> [EXERCISE DIRECTIONS]
In the records, find each line where "pass" occurs, and copy it.

====

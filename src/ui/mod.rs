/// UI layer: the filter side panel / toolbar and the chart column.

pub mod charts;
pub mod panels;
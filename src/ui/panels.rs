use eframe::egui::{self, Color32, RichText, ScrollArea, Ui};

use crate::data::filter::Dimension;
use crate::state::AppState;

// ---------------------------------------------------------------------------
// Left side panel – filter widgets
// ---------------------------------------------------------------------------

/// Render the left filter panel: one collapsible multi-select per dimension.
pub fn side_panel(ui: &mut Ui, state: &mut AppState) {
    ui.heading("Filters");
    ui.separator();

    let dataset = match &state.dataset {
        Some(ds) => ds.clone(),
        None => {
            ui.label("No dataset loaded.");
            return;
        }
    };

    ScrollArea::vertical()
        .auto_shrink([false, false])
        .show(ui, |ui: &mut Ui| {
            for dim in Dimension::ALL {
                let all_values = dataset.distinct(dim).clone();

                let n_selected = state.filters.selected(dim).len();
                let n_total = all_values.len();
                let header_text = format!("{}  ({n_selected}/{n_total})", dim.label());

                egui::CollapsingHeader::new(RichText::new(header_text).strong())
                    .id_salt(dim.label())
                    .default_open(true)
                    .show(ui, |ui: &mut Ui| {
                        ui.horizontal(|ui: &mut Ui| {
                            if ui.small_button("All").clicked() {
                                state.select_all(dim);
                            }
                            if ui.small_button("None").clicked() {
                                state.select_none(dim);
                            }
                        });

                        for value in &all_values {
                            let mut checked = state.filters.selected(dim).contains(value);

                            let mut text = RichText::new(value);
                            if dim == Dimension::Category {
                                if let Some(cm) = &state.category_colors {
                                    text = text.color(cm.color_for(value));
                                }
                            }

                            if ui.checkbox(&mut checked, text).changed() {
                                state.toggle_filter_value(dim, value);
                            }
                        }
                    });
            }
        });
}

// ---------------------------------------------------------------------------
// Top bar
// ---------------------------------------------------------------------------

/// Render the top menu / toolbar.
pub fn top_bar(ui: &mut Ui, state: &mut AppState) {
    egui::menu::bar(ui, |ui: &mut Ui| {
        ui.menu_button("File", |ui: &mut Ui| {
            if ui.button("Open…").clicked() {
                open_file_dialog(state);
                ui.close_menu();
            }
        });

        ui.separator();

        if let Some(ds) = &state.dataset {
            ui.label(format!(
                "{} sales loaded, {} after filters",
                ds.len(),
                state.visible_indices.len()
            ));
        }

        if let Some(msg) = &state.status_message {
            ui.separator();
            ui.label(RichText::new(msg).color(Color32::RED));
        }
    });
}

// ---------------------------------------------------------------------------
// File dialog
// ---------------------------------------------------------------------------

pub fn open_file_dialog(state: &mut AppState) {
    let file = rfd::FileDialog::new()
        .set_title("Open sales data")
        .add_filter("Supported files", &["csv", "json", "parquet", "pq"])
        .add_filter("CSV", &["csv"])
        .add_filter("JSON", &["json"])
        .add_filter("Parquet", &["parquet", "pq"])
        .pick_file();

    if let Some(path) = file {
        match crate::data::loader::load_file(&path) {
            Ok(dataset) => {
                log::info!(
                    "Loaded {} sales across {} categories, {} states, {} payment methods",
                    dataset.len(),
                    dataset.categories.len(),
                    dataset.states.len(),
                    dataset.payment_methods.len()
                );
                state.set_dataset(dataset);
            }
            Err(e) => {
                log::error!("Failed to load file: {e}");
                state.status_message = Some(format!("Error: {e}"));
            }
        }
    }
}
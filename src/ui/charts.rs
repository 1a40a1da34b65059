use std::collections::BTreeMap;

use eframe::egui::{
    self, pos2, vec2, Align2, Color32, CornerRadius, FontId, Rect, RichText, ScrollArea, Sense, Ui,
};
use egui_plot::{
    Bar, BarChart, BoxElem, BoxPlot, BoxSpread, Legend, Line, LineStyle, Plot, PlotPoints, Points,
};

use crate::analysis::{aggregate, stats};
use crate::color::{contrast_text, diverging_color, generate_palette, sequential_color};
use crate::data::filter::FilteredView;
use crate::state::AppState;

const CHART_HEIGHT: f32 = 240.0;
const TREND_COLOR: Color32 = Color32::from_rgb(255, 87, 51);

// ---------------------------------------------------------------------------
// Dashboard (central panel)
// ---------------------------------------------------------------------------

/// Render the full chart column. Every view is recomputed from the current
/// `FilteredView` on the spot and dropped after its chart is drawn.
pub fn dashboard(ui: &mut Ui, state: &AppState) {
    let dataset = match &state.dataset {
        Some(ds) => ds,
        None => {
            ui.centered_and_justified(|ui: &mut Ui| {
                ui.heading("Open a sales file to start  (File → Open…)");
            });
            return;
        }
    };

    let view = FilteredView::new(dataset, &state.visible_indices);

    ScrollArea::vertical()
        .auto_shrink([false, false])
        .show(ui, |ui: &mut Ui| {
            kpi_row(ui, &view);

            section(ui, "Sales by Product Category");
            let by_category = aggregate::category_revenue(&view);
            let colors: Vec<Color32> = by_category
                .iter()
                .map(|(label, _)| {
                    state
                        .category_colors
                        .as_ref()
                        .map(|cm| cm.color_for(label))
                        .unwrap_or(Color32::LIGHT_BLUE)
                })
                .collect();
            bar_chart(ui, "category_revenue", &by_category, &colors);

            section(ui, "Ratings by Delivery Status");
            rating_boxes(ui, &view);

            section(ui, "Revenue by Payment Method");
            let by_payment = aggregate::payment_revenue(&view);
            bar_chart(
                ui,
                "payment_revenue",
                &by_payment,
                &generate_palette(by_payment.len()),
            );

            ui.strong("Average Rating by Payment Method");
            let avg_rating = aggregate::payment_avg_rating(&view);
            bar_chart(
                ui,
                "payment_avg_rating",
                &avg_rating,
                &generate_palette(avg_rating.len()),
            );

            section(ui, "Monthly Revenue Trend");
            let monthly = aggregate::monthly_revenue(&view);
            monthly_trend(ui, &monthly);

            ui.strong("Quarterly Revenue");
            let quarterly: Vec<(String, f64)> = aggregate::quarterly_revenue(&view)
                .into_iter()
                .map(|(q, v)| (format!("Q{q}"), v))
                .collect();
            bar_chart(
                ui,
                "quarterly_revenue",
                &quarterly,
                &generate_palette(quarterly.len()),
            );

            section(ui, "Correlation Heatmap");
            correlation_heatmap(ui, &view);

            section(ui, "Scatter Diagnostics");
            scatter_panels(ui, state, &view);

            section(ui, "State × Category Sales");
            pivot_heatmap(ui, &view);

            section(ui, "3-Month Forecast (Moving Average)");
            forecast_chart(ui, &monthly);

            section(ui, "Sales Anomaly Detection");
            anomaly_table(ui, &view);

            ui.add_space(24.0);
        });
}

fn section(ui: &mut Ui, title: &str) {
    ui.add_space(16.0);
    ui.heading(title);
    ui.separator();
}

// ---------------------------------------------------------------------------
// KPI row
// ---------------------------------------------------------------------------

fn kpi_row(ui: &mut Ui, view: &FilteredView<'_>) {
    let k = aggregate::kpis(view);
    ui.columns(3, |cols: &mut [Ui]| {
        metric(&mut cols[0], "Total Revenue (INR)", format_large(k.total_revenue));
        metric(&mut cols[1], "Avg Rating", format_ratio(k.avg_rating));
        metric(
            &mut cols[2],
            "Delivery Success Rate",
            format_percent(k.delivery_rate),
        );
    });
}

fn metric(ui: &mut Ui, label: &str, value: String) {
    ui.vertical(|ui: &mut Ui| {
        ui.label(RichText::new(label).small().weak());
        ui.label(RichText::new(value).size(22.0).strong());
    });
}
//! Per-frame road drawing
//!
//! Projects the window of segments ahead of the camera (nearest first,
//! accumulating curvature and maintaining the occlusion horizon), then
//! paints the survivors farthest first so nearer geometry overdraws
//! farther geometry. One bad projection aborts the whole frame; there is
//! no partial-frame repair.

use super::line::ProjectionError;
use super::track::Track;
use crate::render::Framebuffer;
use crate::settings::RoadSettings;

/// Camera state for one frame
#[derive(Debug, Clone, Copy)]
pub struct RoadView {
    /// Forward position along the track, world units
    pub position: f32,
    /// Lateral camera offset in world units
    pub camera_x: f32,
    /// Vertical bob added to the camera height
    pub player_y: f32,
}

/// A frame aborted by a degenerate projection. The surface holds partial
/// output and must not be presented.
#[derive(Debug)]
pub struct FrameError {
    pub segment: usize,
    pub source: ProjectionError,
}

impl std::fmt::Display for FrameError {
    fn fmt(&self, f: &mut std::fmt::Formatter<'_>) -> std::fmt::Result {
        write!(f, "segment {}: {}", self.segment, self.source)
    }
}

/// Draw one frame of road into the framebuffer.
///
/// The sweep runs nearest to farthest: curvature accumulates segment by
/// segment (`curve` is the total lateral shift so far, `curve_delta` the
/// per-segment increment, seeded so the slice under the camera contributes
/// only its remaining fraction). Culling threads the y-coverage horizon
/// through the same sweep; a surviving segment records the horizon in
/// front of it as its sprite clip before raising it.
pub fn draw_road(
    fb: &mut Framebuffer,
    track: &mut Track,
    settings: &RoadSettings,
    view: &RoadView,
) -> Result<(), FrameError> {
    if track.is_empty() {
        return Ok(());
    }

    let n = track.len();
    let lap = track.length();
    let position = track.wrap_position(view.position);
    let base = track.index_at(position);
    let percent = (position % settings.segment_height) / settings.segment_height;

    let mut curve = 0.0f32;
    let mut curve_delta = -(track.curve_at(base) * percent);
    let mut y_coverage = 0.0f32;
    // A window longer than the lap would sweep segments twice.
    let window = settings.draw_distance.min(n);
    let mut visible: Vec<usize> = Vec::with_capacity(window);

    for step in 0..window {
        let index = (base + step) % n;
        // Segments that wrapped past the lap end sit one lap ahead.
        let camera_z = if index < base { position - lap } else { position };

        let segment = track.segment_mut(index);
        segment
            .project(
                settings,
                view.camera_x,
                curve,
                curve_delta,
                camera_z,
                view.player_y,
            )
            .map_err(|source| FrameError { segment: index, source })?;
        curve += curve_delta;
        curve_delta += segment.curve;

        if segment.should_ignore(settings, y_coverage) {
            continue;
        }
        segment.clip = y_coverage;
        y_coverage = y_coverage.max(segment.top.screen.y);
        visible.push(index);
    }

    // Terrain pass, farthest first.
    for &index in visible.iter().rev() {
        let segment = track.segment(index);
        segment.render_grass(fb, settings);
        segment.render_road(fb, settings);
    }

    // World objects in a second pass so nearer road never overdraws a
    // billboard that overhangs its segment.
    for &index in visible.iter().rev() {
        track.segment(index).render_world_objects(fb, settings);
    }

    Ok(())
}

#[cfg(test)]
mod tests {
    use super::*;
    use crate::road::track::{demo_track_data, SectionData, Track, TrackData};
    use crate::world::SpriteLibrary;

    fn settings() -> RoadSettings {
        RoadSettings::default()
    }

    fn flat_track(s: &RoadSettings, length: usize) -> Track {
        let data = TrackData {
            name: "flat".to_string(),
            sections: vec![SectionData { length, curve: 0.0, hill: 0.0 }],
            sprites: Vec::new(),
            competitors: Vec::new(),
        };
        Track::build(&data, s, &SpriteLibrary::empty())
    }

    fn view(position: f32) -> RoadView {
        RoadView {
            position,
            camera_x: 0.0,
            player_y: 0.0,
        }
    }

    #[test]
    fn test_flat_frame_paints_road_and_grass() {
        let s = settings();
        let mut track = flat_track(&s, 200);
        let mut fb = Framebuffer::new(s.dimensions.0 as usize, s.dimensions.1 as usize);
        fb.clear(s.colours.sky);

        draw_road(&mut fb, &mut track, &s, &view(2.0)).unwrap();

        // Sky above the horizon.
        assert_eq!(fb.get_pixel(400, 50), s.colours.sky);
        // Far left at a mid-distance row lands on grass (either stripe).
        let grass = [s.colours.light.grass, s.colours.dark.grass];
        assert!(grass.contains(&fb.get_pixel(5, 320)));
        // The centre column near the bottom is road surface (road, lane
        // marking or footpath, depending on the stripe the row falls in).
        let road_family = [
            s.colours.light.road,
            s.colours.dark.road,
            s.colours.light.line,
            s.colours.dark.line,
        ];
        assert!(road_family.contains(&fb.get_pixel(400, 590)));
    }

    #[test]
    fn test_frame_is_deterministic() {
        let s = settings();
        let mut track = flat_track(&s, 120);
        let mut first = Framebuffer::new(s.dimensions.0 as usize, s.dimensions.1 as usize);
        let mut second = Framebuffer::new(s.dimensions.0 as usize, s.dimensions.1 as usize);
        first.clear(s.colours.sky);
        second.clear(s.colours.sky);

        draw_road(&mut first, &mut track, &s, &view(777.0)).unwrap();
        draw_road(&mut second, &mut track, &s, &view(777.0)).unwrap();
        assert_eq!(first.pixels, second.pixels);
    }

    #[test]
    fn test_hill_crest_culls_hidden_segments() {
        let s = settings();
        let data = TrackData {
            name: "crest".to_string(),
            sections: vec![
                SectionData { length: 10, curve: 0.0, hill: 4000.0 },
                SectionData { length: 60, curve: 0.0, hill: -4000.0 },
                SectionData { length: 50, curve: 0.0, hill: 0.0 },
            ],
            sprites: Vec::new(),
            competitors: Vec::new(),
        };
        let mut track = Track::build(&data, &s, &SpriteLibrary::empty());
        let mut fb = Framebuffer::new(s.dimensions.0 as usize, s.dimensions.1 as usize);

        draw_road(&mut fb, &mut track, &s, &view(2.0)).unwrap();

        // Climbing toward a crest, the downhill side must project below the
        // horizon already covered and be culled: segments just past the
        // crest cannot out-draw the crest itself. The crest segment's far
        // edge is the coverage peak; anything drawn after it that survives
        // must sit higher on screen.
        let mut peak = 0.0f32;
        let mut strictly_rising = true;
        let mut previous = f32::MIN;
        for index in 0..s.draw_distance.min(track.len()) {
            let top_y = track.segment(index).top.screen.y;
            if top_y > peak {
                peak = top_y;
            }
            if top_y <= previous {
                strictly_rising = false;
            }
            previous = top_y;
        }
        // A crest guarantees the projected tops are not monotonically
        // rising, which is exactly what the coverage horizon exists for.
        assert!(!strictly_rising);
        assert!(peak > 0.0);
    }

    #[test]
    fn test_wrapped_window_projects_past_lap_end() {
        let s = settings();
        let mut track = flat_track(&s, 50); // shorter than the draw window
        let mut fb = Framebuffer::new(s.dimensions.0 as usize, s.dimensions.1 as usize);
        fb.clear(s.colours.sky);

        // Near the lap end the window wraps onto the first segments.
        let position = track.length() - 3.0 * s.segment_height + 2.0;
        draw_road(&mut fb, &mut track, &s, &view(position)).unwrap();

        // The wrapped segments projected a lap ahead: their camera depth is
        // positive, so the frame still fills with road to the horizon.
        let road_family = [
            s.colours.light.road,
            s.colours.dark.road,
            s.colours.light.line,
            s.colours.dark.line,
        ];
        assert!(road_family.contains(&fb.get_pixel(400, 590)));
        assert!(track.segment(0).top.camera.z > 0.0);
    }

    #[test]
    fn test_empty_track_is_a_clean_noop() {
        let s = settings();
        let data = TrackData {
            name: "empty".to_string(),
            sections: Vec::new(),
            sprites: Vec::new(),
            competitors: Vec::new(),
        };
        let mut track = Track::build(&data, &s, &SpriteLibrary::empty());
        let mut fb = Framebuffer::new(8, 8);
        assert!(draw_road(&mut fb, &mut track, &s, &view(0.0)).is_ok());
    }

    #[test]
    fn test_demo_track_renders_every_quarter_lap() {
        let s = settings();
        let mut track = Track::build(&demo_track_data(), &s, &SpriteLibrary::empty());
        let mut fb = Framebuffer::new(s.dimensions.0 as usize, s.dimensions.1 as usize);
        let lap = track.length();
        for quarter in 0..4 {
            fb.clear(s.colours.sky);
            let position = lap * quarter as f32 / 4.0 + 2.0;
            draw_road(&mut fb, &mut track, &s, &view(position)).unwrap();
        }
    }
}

====

> [RESPONSE TO THE EXERCISE]
    // Terrain pass, farthest first.
    // World objects in a second pass so nearer road never overdraws a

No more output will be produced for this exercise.